(Collected data entries)
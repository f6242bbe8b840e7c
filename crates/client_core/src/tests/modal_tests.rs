use super::*;

fn add_module_slot() -> DialogSlot {
    DialogSlot::AddModule {
        course: CourseId::from("c-1"),
    }
}

fn open_add_module(controller: &mut ModalController) {
    controller
        .open(add_module_slot(), RawForm::new().with("title", "Intro"))
        .expect("open");
}

#[test]
fn starts_closed_and_opens_once() {
    let mut controller = ModalController::new();
    assert_eq!(controller.state(DialogKind::AddModule), &ModalState::Closed);

    open_add_module(&mut controller);
    assert!(controller.state(DialogKind::AddModule).is_visible());

    let err = controller
        .open(
            DialogSlot::AddModule {
                course: CourseId::from("c-2"),
            },
            RawForm::new(),
        )
        .expect_err("second dialog of the same kind");
    assert!(matches!(
        err,
        CoreError::InvalidTransition {
            dialog: DialogKind::AddModule,
            action: "open",
            state: "open"
        }
    ));
}

#[test]
fn different_dialog_kinds_are_independent() {
    let mut controller = ModalController::new();
    open_add_module(&mut controller);
    controller
        .open(
            DialogSlot::AddStudent {
                course: CourseId::from("c-1"),
            },
            RawForm::new(),
        )
        .expect("other kind opens");
}

#[test]
fn success_closes_and_clears_draft() {
    let mut controller = ModalController::new();
    open_add_module(&mut controller);
    let submission = controller.begin_submit(DialogKind::AddModule).expect("submit");
    assert_eq!(submission.draft.get("title"), Some("Intro"));
    assert!(matches!(
        controller.state(DialogKind::AddModule),
        ModalState::Submitting { .. }
    ));

    assert_eq!(
        controller.settle(&submission, Ok(())),
        SettleOutcome::Completed
    );
    let state = controller.state(DialogKind::AddModule);
    assert_eq!(state, &ModalState::Closed);
    assert!(state.draft().is_none());
}

#[test]
fn failure_reopens_with_error_and_preserved_draft() {
    let mut controller = ModalController::new();
    open_add_module(&mut controller);
    let submission = controller.begin_submit(DialogKind::AddModule).expect("submit");

    let failure = CoreError::DuplicateTitle {
        message: "Module 'Intro' already exists".into(),
    };
    assert_eq!(
        controller.settle(&submission, Err(failure.clone())),
        SettleOutcome::Reopened(failure.clone())
    );

    let state = controller.state(DialogKind::AddModule);
    assert_eq!(state.error(), Some(&failure));
    assert_eq!(state.draft().and_then(|d| d.get("title")), Some("Intro"));

    // The user corrects the draft and resubmits.
    controller
        .edit(DialogKind::AddModule, "title", "Intro 2")
        .expect("edit");
    let retry = controller.begin_submit(DialogKind::AddModule).expect("resubmit");
    assert_eq!(retry.draft.get("title"), Some("Intro 2"));
    assert!(retry.id > submission.id);
}

#[test]
fn second_submit_while_submitting_is_rejected() {
    let mut controller = ModalController::new();
    open_add_module(&mut controller);
    controller.begin_submit(DialogKind::AddModule).expect("submit");

    let err = controller
        .begin_submit(DialogKind::AddModule)
        .expect_err("already submitting");
    assert_eq!(
        err,
        CoreError::CommandInFlight {
            kind: CommandKind::AddModule,
            key: "c-1".into()
        }
    );
    assert!(matches!(
        controller.state(DialogKind::AddModule),
        ModalState::Submitting { .. }
    ));
}

#[test]
fn submit_and_edit_require_an_open_dialog() {
    let mut controller = ModalController::new();
    assert!(controller.begin_submit(DialogKind::CreateCourse).is_err());
    assert!(controller
        .edit(DialogKind::CreateCourse, "title", "Rust")
        .is_err());
}

#[test]
fn close_during_submit_resets_the_slot_and_discards_outcome() {
    let mut controller = ModalController::new();
    open_add_module(&mut controller);
    let submission = controller.begin_submit(DialogKind::AddModule).expect("submit");

    assert_eq!(
        controller.close(DialogKind::AddModule),
        CloseOutcome::Abandoned
    );
    assert_eq!(controller.state(DialogKind::AddModule), &ModalState::Closed);

    let failure = CoreError::NetworkOrService {
        status: Some(500),
        message: "boom".into(),
    };
    assert_eq!(
        controller.settle(&submission, Err(failure)),
        SettleOutcome::Discarded
    );
    assert_eq!(controller.state(DialogKind::AddModule), &ModalState::Closed);
}

#[test]
fn reopened_dialog_ignores_the_abandoned_submission() {
    let mut controller = ModalController::new();
    open_add_module(&mut controller);
    let abandoned = controller.begin_submit(DialogKind::AddModule).expect("submit");
    controller.close(DialogKind::AddModule);

    open_add_module(&mut controller);
    let current = controller.begin_submit(DialogKind::AddModule).expect("resubmit");

    assert_eq!(controller.settle(&abandoned, Ok(())), SettleOutcome::Discarded);
    assert!(matches!(
        controller.state(DialogKind::AddModule),
        ModalState::Submitting { .. }
    ));
    assert_eq!(controller.settle(&current, Ok(())), SettleOutcome::Completed);
    assert_eq!(controller.state(DialogKind::AddModule), &ModalState::Closed);
}

#[test]
fn close_resets_open_dialog() {
    let mut controller = ModalController::new();
    open_add_module(&mut controller);
    assert_eq!(controller.close(DialogKind::AddModule), CloseOutcome::Closed);
    assert_eq!(
        controller.close(DialogKind::AddModule),
        CloseOutcome::AlreadyClosed
    );

    open_add_module(&mut controller);
    assert_eq!(
        controller
            .state(DialogKind::AddModule)
            .draft()
            .and_then(|d| d.get("title")),
        Some("Intro")
    );
}

#[test]
fn stale_submission_is_discarded() {
    let mut controller = ModalController::new();
    open_add_module(&mut controller);
    let submission = controller.begin_submit(DialogKind::AddModule).expect("submit");
    controller.settle(&submission, Ok(()));

    assert_eq!(
        controller.settle(&submission, Ok(())),
        SettleOutcome::Discarded
    );
}

#[test]
fn rejection_keeps_dialog_open() {
    let mut controller = ModalController::new();
    open_add_module(&mut controller);
    controller
        .reject(
            DialogKind::AddModule,
            CoreError::Attribution {
                reason: "signed out".into(),
            },
        )
        .expect("reject");
    let state = controller.state(DialogKind::AddModule);
    assert!(state.is_visible());
    assert!(matches!(state.error(), Some(CoreError::Attribution { .. })));
}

▶ WHAT YOU WILL DO
Please write out all of the records above, character for character.

▶ RESULT FOR THIS TASK
repository f6242bbe8b840e7c
filename crates/client_core/src/tests/modal_tests.rs
use super::*;

fn add_module_slot() -> DialogSlot {
    DialogSlot::AddModule {
        course: CourseId::from("c-1"),
    }
}

fn open_add_module(controller: &mut ModalController) {
    controller
        .open(add_module_slot(), RawForm::new().with("title", "Intro"))
        .expect("open");
}

#[test]
fn starts_closed_and_opens_once() {
    let mut controller = ModalController::new();
    assert_eq!(controller.state(DialogKind::AddModule), &ModalState::Closed);

    open_add_module(&mut controller);
    assert!(controller.state(DialogKind::AddModule).is_visible());

    let err = controller
        .open(
            DialogSlot::AddModule {
                course: CourseId::from("c-2"),
            },
            RawForm::new(),
        )
        .expect_err("second dialog of the same kind");
    assert!(matches!(
        err,
        CoreError::InvalidTransition {
            dialog: DialogKind::AddModule,
            action: "open",
            state: "open"
        }
    ));
}

#[test]
fn different_dialog_kinds_are_independent() {
    let mut controller = ModalController::new();
    open_add_module(&mut controller);
    controller
        .open(
            DialogSlot::AddStudent {
                course: CourseId::from("c-1"),
            },
            RawForm::new(),
        )
        .expect("other kind opens");
}

#[test]
fn success_closes_and_clears_draft() {
    let mut controller = ModalController::new();
    open_add_module(&mut controller);
    let submission = controller.begin_submit(DialogKind::AddModule).expect("submit");
    assert_eq!(submission.draft.get("title"), Some("Intro"));
    assert!(matches!(
        controller.state(DialogKind::AddModule),
        ModalState::Submitting { .. }
    ));

    assert_eq!(
        controller.settle(&submission, Ok(())),
        SettleOutcome::Completed
    );
    let state = controller.state(DialogKind::AddModule);
    assert_eq!(state, &ModalState::Closed);
    assert!(state.draft().is_none());
}

#[test]
fn failure_reopens_with_error_and_preserved_draft() {
    let mut controller = ModalController::new();
    open_add_module(&mut controller);
    let submission = controller.begin_submit(DialogKind::AddModule).expect("submit");

    let failure = CoreError::DuplicateTitle {
        message: "Module 'Intro' already exists".into(),
    };
    assert_eq!(
        controller.settle(&submission, Err(failure.clone())),
        SettleOutcome::Reopened(failure.clone())
    );

    let state = controller.state(DialogKind::AddModule);
    assert_eq!(state.error(), Some(&failure));
    assert_eq!(state.draft().and_then(|d| d.get("title")), Some("Intro"));

    // The user corrects the draft and resubmits.
    controller
        .edit(DialogKind::AddModule, "title", "Intro 2")
        .expect("edit");
    let retry = controller.begin_submit(DialogKind::AddModule).expect("resubmit");
    assert_eq!(retry.draft.get("title"), Some("Intro 2"));
    assert!(retry.id > submission.id);
}

#[test]
fn second_submit_while_submitting_is_rejected() {
    let mut controller = ModalController::new();
    open_add_module(&mut controller);
    controller.begin_submit(DialogKind::AddModule).expect("submit");

    let err = controller
        .begin_submit(DialogKind::AddModule)
        .expect_err("already submitting");
    assert_eq!(
        err,
        CoreError::CommandInFlight {
            kind: CommandKind::AddModule,
            key: "c-1".into()
        }
    );
    assert!(matches!(
        controller.state(DialogKind::AddModule),
        ModalState::Submitting { .. }
    ));
}

#[test]
fn submit_and_edit_require_an_open_dialog() {
    let mut controller = ModalController::new();
    assert!(controller.begin_submit(DialogKind::CreateCourse).is_err());
    assert!(controller
        .edit(DialogKind::CreateCourse, "title", "Rust")
        .is_err());
}

#[test]
fn close_during_submit_resets_the_slot_and_discards_outcome() {
    let mut controller = ModalController::new();
    open_add_module(&mut controller);
    let submission = controller.begin_submit(DialogKind::AddModule).expect("submit");

    assert_eq!(
        controller.close(DialogKind::AddModule),
        CloseOutcome::Abandoned
    );
    assert_eq!(controller.state(DialogKind::AddModule), &ModalState::Closed);

    let failure = CoreError::NetworkOrService {
        status: Some(500),
        message: "boom".into(),
    };
    assert_eq!(
        controller.settle(&submission, Err(failure)),
        SettleOutcome::Discarded
    );
    assert_eq!(controller.state(DialogKind::AddModule), &ModalState::Closed);
}

#[test]
fn reopened_dialog_ignores_the_abandoned_submission() {
    let mut controller = ModalController::new();
    open_add_module(&mut controller);
    let abandoned = controller.begin_submit(DialogKind::AddModule).expect("submit");
    controller.close(DialogKind::AddModule);

    open_add_module(&mut controller);
    let current = controller.begin_submit(DialogKind::AddModule).expect("resubmit");

    assert_eq!(controller.settle(&abandoned, Ok(())), SettleOutcome::Discarded);
    assert!(matches!(
        controller.state(DialogKind::AddModule),
        ModalState::Submitting { .. }
    ));
    assert_eq!(controller.settle(&current, Ok(())), SettleOutcome::Completed);
    assert_eq!(controller.state(DialogKind::AddModule), &ModalState::Closed);
}

#[test]
fn close_resets_open_dialog() {
    let mut controller = ModalController::new();
    open_add_module(&mut controller);
    assert_eq!(controller.close(DialogKind::AddModule), CloseOutcome::Closed);
    assert_eq!(
        controller.close(DialogKind::AddModule),
        CloseOutcome::AlreadyClosed
    );

    open_add_module(&mut controller);
    assert_eq!(
        controller
            .state(DialogKind::AddModule)
            .draft()
            .and_then(|d| d.get("title")),
        Some("Intro")
    );
}

#[test]
fn stale_submission_is_discarded() {
    let mut controller = ModalController::new();
    open_add_module(&mut controller);
    let submission = controller.begin_submit(DialogKind::AddModule).expect("submit");
    controller.settle(&submission, Ok(()));

    assert_eq!(
        controller.settle(&submission, Ok(())),
        SettleOutcome::Discarded
    );
}

#[test]
fn rejection_keeps_dialog_open() {
    let mut controller = ModalController::new();
    open_add_module(&mut controller);
    controller
        .reject(
            DialogKind::AddModule,
            CoreError::Attribution {
                reason: "signed out".into(),
            },
        )
        .expect("reject");
    let state = controller.state(DialogKind::AddModule);
    assert!(state.is_visible());
    assert!(matches!(state.error(), Some(CoreError::Attribution { .. })));
}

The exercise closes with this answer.